The book 'Peopleware: Productive Projects and Teams' by Timothy Lister and Tom DeMarco makes an unreferenced claim that:
"The average software developer, for example, doesn't own a single book on the subject of his or her work, and hasn't ever read one."
The claim is notable because Peopleware is an important book in the Software Engineering field, regularly featuring in lists of important or influential programming books and has been repeated in other highly regarded books such as 'Code Complete' by Steve McConnell.
The claim has also been referenced elsewhere by leading industry figures - such as on StackOverflow founder Jeff Atwood's Coding Horror blog (citing Peopleware as a source.

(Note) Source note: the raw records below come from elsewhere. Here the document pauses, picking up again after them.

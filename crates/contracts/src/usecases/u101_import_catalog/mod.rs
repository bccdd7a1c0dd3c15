pub mod catalog;
pub mod progress;
pub mod response;

pub use catalog::{CatalogItem, CatalogSnapshot};
pub use progress::{ImportJobState, ImportResult, ImportStatus};
pub use response::{ImportResponse, ImportStartStatus};
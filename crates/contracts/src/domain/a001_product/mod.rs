pub mod aggregate;
pub mod query;

pub use aggregate::{Product, ProductFields, ProductId};
pub use query::{PageMeta, ProductListResponse, ProductQuery};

In this same post he also claims two books which make this claim - Peopleware and Code Complete - are in the top five books every programmer should read).
There are several possible inteperetations of this claim based around what "average software developer" and "the subject of his or her work" means but for the purpose of this question I have interpreted this claim to make 2 distinct claims:
- More than 50% of practicing professional software developers don't own a book on software development.
- More than 50% of practicing professional software developers have never read a book on Software Development.
Are either of these claims supported by evidence?
Edit: As @ChrisW mentions below - this book was first published in 1987 and so is dated. But the book (and claim) are still referenced widely. I'm interested in either the historical accuracy of the claim (and would accept research conducted around the same time as the book showing this to be true/false) or whether these claims are true for the modern state of software development.